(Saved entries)
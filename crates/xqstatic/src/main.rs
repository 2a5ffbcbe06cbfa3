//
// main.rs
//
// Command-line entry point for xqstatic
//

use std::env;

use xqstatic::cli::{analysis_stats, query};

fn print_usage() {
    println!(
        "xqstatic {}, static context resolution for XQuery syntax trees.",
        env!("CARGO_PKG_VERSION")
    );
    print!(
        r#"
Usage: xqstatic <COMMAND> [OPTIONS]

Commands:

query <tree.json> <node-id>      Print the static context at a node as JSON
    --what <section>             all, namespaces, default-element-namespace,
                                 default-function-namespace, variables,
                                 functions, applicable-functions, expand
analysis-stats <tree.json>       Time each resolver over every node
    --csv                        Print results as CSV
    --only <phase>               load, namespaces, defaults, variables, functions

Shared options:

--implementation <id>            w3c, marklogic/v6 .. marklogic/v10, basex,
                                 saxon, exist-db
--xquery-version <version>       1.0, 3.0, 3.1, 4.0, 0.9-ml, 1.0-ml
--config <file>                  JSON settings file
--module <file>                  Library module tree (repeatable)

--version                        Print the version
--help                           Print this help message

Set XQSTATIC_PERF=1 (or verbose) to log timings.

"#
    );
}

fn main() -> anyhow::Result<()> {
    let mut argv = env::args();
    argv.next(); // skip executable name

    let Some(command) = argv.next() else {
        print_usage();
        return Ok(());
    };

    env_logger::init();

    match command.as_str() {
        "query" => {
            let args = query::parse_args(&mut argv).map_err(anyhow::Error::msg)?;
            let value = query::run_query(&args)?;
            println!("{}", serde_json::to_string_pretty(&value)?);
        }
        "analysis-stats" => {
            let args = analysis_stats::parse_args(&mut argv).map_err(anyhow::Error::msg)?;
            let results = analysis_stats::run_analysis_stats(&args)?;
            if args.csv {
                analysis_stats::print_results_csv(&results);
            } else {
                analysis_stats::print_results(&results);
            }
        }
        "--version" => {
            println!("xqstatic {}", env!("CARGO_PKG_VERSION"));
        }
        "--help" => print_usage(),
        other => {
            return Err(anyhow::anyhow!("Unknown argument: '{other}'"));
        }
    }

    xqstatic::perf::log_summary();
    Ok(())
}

» **WHAT TO PRODUCE**:
From the entries above, copy every line that holds the word "args".

» **EXERCISE SOLUTION**:
    let mut argv = env::args();
            let args = query::parse_args(&mut argv).map_err(anyhow::Error::msg)?;
            let value = query::run_query(&args)?;
            let args = analysis_stats::parse_args(&mut argv).map_err(anyhow::Error::msg)?;
            let results = analysis_stats::run_analysis_stats(&args)?;
            if args.csv {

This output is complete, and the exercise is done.